So, while we don’t have a perfect definition of life, we can look for similar characteristics that living things share. But where should we be looking? In the absence of any known earth-like planets thus far, we are studying extremophiles – organisms that thrive in the extreme environments of earth -to see how life could appear in the harsh conditions that are present on other planets in our solar system. If we work out the limits of life on earth, we can rule out planets unlikely to host life and find planets that could. So, we calculate the extremes at which life cannot survive; temperature, pH, salt concentration. The places where life exists are called the biosphere, and we are still learning the limits of that biosphere, as we continue to find microorganisms in more and more extreme places.
This gives us ideas of where we might start to look for life on other planets. We can rule out those planets that don’t, and have never had, any liquid water on them. This requirement is so key to life as we know it that we have defined a habitable zone around every star as the range within which liquid water can exist. This habitable zone is also sometimes called the ‘goldilocks zone’ as it is not too warm, and not too cold, but just right. Other solar systems have varying sizes of habitable zones, many with one or more planets within that zone. In fact the Trappist-1 system consists of a small, cool star (so the habitable zone is much closer to the star), with seven planets orbiting it. Three of these planets are in the habitable zone, and all of them are earth sized.
First, though, we should start close to home, at planets within our solar system.

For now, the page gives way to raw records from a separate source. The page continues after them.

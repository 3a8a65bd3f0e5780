//! Organization memberships

use crate::api::client::{VERSION_HEADER, encode_segment};
use crate::api::entity::{Entity, RawEntity};
use crate::api::error::Result;
use serde::{Deserialize, Serialize};
use std::collections::BTreeMap;

/// Organization membership data
#[derive(Debug, Clone, Default, PartialEq, Serialize, Deserialize)]
#[serde(rename_all = "camelCase")]
pub struct OrganizationMembershipProps {
    /// `owner`, `admin` or `member`
    pub role: String,
    /// Whether the membership is active
    #[serde(default)]
    pub status: bool,
    #[serde(default, skip_serializing_if = "Option::is_none")]
    pub sso_login_identifier: Option<String>,
    #[serde(default, skip_serializing_if = "Option::is_none")]
    pub is_exempt_from_restricted_mode: Option<bool>,
    /// Fields the server sends that are not modelled above, sent back unchanged
    #[serde(flatten)]
    pub extra: BTreeMap<String, serde_json::Value>,
}

/// Wrapped organization membership
pub type OrganizationMembership = Entity<OrganizationMembershipProps>;

#[derive(Serialize)]
struct RoleUpdate<'a> {
    role: &'a str,
}

impl Entity<OrganizationMembershipProps> {
    fn path(&self) -> Result<String> {
        Ok(format!(
            "organizations/{}/organization_memberships/{}",
            encode_segment(self.sys().organization_id()?),
            encode_segment(self.id())
        ))
    }

    /// Changes the member's role. Only `role` is sent; the other fields are read-only.
    ///
    /// Endpoint: PUT /organizations/:orgId/organization_memberships/:id
    pub async fn update(&self) -> Result<OrganizationMembership> {
        let version = self.sys().require_version()?;
        let body = RoleUpdate { role: &self.role };
        let raw: RawEntity<OrganizationMembershipProps> = self
            .http()
            .put(
                &self.path()?,
                Some(&body),
                &[(VERSION_HEADER, version.to_string())],
            )
            .await?;
        Ok(self.rewrap(raw))
    }

    /// Endpoint: DELETE /organizations/:orgId/organization_memberships/:id
    pub async fn delete(&self) -> Result<()> {
        self.http().delete(&self.path()?, &[]).await
    }
}
//! Credential storage and retrieval for the Content Management API
//!
//! Stores the personal access token in ~/.cma.toml. `CMA_ACCESS_TOKEN`
//! takes precedence over the stored token when set.

use crate::config::{
    ACCESS_TOKEN_ENV, global_config_path, read_config,
    types::{AuthConfig, Config},
    write_config,
};
use anyhow::{Context, Result};
use std::path::{Path, PathBuf};

fn config_file() -> Result<PathBuf> {
    global_config_path().context("could not determine the home directory")
}

/// Config at `path` for rewriting; a missing file is an empty config, an
/// unreadable one is an error so it is never overwritten
fn load_for_update(path: &Path) -> Result<Config> {
    if !path.exists() {
        return Ok(Config::default());
    }
    read_config(path).with_context(|| format!("reading {}", path.display()))
}

/// Config at `path` for status checks, ignoring unreadable files
fn load_lenient(path: &Path) -> Config {
    if !path.exists() {
        return Config::default();
    }
    read_config(path).unwrap_or_else(|e| {
        log::warn!("ignoring {}: {}", path.display(), e);
        Config::default()
    })
}

/// Save credentials to the global config file
pub fn save_credentials(access_token: &str, user_email: Option<&str>) -> Result<()> {
    save_credentials_to(&config_file()?, access_token, user_email)
}

/// Save credentials to `path`, preserving the other config sections
pub fn save_credentials_to(path: &Path, access_token: &str, user_email: Option<&str>) -> Result<()> {
    let mut config = load_for_update(path)?;
    config.auth = AuthConfig {
        access_token: Some(access_token.to_string()),
        user_email: user_email.map(|s| s.to_string()),
    };
    write_config(path, &config).with_context(|| format!("writing {}", path.display()))?;
    log::debug!("saved credentials to {}", path.display());
    Ok(())
}

/// Get the current access token, from the environment or the global config
pub fn get_access_token() -> Option<String> {
    if let Some(token) = env_token() {
        return Some(token);
    }
    let path = global_config_path()?;
    stored_token(&path)
}

fn env_token() -> Option<String> {
    std::env::var(ACCESS_TOKEN_ENV).ok().filter(|t| !t.is_empty())
}

/// Token stored in the config file at `path`
pub fn stored_token(path: &Path) -> Option<String> {
    load_lenient(path).auth.access_token
}

/// Check if a token is available
pub fn is_authenticated() -> bool {
    get_access_token().is_some()
}

/// Get authentication status, including where the token comes from
pub fn get_auth_status() -> AuthStatus {
    if env_token().is_some() {
        return AuthStatus::Authenticated {
            email: None,
            source: TokenSource::Environment,
        };
    }
    match global_config_path() {
        Some(path) => auth_status_from(&path),
        None => AuthStatus::NotAuthenticated,
    }
}

/// Status derived from the config file at `path` only
pub fn auth_status_from(path: &Path) -> AuthStatus {
    let auth = load_lenient(path).auth;
    match auth.access_token {
        None => AuthStatus::NotAuthenticated,
        Some(_) => AuthStatus::Authenticated {
            email: auth.user_email,
            source: TokenSource::ConfigFile,
        },
    }
}

/// Clear stored credentials (logout)
pub fn clear_credentials() -> Result<()> {
    clear_credentials_at(&config_file()?)
}

/// Clear the credentials stored at `path`
pub fn clear_credentials_at(path: &Path) -> Result<()> {
    let mut config = load_for_update(path)?;
    config.auth = AuthConfig::default();
    write_config(path, &config).with_context(|| format!("writing {}", path.display()))?;
    Ok(())
}

/// Where the active token was found
#[derive(Debug, Clone, Copy, PartialEq, Eq)]
pub enum TokenSource {
    Environment,
    ConfigFile,
}

/// Authentication status enum
#[derive(Debug, PartialEq, Eq)]
pub enum AuthStatus {
    NotAuthenticated,
    Authenticated {
        email: Option<String>,
        source: TokenSource,
    },
}

#[cfg(test)]
mod tests {
    use super::*;
    use tempfile::TempDir;

    #[test]
    fn test_save_and_clear() {
        let dir = TempDir::new().unwrap();
        let path = dir.path().join(".cma.toml");

        assert_eq!(auth_status_from(&path), AuthStatus::NotAuthenticated);

        save_credentials_to(&path, "CFPAT-abc", Some("ada@example.com")).unwrap();
        assert_eq!(stored_token(&path).as_deref(), Some("CFPAT-abc"));
        assert_eq!(
            auth_status_from(&path),
            AuthStatus::Authenticated {
                email: Some("ada@example.com".to_string()),
                source: TokenSource::ConfigFile,
            }
        );

        clear_credentials_at(&path).unwrap();
        assert_eq!(stored_token(&path), None);
    }

    #[test]
    fn test_save_preserves_other_sections() {
        let dir = TempDir::new().unwrap();
        let path = dir.path().join(".cma.toml");
        std::fs::write(&path, "[defaults]\nspace_id = \"space-1\"\n").unwrap();

        save_credentials_to(&path, "CFPAT-abc", None).unwrap();
        let config = read_config(&path).unwrap();
        assert_eq!(config.defaults.space_id.as_deref(), Some("space-1"));
        assert_eq!(config.auth.access_token.as_deref(), Some("CFPAT-abc"));
    }

    #[test]
    fn test_malformed_config_is_not_overwritten() {
        let dir = TempDir::new().unwrap();
        let path = dir.path().join(".cma.toml");
        let malformed = "[defaults\nspace_id = \"space-1\"\norganization_id = \"org-1\"\n";
        std::fs::write(&path, malformed).unwrap();

        assert!(save_credentials_to(&path, "CFPAT-new", None).is_err());
        assert!(clear_credentials_at(&path).is_err());
        assert_eq!(std::fs::read_to_string(&path).unwrap(), malformed);

        // status checks stay lenient
        assert_eq!(stored_token(&path), None);
        assert_eq!(auth_status_from(&path), AuthStatus::NotAuthenticated);
    }
}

We start here because it is within the realm of possibility for us to send a rover to these worlds within a lifetime, and in some cases we already have! This way we can find out more about these worlds in a way that is not just a prediction based on vague data.
So what are the prime candidates within our solar system for life? Well, it has to be ‘habitable’. We’ve already mentioned that there is a habitable zone around each star, where the temperature is right to host life (this could be a combination of the distance from its star and the amount of greenhouse gases in the atmosphere), and we know there must be water present (and the water must be liquid). Also needed is energy for life to carry out metabolic processes, the correct nutrients for life to build structures and grow, and an active geo-chemical cycle that recycles nutrients for reuse. All these conditions must be present on the planet in the long-term, and not disappear regularly or after a short time.
We can find planets on our solar system that have some of these characteristics, or at least had them in the past.
Venus may not seem like the ideal place to harbour life, with clouds of sulphuric acid in the atmosphere, an atmospheric pressure 92 times that of Earth, temperatures reaching 450°C, and a day that lasts 243 Earth Days. Hopes were dashed of an Earth-like planet harbouring life in the 1960s, when a number of probes relayed news of an extreme climate. All hope is not lost, though, as there could be some life in the high altitudes of Venus’ atmosphere, which has a mild climate. There are chemicals in this area that are hard to produce without life of some kind, so some are hypothesising large colonies of microorganisms high up in the atmosphere, which could potentially use UV light as an energy source. This is where our study of extremophiles comes in handy, as we can predict what life might look like in these extreme environments and predict where the conditions are just too extreme for life.
Venus is an example of what will happen to the Earth if we don’t get our act together and stop burning fossil fuels. There is the possibility that liquid water once existed on Venus, before the runaway greenhouse effect took over and heated the planet to an oven-like environment. Due to its hostile environment, there hasn’t been much analysis of the surface of Venus, so it is entirely plausible that there is evidence of past life ripe for the discovering.
So, Venus is Earth in the future. Another potential future (if we don’t actually manage to kill the Earth entirely) is shown by our other next-door neighbour, Mars.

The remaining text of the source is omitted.